| ACTIVITY |
Count every line that includes the string "PipelineReport" in the entries that follow. Nothing besides the number is needed.

| DATA IN THIS EXERCISE |

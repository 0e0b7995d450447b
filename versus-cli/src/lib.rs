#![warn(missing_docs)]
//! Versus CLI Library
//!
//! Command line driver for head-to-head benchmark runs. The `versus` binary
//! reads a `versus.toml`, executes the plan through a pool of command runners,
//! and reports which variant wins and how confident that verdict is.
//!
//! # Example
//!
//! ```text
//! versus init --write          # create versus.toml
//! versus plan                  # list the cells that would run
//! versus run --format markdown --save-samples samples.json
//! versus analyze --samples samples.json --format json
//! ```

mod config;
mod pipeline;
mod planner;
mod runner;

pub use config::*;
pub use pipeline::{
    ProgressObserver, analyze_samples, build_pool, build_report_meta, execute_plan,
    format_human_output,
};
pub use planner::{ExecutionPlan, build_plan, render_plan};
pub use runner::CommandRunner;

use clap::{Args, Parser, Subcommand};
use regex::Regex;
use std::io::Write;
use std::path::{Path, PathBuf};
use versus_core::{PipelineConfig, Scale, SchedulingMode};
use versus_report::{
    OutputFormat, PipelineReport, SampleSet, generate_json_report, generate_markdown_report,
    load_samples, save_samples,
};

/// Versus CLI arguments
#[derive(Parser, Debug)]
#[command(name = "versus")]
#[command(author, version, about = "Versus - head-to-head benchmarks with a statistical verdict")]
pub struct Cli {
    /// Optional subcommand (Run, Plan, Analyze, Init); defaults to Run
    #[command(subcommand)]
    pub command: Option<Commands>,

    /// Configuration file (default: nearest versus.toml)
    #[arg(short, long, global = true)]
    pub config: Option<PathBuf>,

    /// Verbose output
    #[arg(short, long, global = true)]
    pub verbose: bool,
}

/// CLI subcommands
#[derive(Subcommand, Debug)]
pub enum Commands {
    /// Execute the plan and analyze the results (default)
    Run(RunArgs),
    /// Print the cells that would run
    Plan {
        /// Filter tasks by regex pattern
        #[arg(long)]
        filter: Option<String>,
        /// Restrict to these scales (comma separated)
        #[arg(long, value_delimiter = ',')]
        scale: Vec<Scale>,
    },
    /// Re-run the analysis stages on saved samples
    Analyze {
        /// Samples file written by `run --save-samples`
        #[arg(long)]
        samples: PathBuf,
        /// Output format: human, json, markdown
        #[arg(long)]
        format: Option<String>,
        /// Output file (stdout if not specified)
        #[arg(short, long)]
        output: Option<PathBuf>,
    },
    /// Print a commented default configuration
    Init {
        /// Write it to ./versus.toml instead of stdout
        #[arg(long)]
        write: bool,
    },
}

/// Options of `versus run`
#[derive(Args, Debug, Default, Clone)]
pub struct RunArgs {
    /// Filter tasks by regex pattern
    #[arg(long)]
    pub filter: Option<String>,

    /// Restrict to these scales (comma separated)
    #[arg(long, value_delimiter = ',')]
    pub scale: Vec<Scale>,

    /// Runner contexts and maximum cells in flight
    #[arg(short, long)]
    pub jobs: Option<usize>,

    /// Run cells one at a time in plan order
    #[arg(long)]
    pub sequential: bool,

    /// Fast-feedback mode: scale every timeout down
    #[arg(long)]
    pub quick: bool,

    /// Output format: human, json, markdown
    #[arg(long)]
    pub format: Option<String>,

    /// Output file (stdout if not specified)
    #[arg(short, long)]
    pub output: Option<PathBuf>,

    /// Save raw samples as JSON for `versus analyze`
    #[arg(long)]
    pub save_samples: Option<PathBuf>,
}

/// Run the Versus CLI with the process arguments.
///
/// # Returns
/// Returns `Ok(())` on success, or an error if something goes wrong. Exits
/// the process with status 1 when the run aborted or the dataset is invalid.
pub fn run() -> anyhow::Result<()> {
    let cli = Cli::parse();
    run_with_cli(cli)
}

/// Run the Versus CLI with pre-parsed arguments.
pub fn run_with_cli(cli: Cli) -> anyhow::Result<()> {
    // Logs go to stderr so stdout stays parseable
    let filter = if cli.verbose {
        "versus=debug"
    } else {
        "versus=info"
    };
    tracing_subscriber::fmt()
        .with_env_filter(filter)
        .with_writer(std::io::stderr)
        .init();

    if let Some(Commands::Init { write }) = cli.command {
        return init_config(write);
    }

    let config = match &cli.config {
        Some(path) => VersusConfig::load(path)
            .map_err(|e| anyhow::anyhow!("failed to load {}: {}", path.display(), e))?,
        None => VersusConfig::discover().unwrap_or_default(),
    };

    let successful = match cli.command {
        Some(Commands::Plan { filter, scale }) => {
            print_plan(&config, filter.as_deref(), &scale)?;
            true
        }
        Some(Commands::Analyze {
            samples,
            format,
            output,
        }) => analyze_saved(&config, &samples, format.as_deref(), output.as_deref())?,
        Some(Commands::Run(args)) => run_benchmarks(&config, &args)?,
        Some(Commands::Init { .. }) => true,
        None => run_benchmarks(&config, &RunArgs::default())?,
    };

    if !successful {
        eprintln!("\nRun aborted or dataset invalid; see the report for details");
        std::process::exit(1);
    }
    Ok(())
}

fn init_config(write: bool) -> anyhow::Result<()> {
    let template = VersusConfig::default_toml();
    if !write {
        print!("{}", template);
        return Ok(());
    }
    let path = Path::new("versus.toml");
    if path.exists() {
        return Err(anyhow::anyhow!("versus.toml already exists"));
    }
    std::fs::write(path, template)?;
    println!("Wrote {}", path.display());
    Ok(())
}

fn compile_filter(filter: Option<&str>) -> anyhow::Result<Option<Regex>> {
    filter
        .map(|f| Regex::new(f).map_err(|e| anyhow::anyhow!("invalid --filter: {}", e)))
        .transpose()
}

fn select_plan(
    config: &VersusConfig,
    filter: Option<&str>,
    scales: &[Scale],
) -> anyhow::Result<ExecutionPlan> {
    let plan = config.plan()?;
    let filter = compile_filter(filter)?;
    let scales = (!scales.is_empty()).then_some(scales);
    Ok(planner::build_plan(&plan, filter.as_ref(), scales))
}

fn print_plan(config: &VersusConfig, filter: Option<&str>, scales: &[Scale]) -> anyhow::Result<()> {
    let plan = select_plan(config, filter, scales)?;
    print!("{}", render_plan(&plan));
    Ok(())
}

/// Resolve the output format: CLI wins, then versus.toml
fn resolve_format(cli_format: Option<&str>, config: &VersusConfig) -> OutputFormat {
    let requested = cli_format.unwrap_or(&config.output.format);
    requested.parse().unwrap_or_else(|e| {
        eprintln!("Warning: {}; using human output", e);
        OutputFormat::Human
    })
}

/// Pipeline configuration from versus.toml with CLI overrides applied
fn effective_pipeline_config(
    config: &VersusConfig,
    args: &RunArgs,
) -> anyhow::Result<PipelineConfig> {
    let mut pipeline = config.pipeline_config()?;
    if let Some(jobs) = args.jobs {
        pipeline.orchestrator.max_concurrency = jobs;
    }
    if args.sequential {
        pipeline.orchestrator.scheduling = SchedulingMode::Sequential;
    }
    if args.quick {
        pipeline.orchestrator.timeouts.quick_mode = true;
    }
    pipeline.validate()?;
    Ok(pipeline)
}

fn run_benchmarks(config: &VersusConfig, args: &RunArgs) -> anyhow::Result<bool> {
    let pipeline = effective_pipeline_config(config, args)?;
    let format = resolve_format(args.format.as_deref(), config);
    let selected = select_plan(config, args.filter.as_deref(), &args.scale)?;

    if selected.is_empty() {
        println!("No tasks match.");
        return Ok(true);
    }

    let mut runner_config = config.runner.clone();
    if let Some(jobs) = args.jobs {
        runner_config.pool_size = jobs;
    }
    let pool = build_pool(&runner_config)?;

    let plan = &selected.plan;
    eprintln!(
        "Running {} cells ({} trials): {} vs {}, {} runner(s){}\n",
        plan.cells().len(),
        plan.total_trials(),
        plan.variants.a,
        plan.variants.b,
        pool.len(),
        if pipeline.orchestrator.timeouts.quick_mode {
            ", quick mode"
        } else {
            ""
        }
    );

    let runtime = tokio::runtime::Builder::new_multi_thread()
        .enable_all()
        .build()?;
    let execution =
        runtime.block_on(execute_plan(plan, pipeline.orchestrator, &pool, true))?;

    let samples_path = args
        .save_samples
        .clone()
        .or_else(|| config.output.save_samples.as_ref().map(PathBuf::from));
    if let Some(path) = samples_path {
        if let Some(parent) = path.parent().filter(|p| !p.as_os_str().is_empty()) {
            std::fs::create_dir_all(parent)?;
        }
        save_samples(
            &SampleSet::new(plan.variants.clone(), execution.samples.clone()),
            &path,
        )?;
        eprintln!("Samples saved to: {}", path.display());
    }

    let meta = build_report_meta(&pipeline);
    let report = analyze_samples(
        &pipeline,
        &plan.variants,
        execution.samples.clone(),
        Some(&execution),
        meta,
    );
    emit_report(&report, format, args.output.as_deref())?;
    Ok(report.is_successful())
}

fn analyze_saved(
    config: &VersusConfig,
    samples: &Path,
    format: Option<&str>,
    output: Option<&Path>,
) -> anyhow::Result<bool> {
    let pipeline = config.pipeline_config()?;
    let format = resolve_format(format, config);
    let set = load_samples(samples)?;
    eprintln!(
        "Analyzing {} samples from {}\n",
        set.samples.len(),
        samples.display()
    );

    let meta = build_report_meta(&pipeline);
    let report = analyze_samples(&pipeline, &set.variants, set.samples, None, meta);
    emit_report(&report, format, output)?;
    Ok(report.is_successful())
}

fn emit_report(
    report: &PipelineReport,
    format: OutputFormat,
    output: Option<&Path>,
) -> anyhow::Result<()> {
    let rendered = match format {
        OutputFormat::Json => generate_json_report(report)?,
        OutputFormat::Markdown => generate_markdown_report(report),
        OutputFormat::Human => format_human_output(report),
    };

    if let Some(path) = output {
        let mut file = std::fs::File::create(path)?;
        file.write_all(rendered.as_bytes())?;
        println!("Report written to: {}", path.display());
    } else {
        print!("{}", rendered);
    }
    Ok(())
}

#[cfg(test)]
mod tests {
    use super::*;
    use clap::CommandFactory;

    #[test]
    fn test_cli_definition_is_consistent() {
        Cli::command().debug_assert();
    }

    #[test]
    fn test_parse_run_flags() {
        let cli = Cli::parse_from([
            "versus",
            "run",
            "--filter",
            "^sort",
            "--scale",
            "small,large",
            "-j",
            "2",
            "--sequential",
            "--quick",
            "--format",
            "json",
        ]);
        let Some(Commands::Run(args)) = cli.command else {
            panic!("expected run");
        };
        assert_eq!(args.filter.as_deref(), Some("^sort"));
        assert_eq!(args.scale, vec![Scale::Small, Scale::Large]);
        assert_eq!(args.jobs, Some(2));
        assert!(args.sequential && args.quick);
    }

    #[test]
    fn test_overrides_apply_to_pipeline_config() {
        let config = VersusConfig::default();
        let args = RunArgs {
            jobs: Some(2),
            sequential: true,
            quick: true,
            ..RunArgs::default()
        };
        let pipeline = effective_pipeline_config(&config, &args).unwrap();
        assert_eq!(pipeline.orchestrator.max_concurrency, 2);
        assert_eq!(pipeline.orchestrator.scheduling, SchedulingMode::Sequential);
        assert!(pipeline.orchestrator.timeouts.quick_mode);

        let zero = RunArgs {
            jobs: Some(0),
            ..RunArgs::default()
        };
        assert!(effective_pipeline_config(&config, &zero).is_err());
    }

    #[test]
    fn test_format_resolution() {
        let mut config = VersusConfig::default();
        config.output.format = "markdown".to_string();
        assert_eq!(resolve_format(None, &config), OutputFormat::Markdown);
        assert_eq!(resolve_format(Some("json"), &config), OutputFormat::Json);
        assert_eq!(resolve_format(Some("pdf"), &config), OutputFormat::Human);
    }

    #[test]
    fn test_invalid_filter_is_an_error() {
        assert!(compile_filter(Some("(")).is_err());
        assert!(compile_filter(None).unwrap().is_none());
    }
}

| OUTPUT OF THE TASK |
2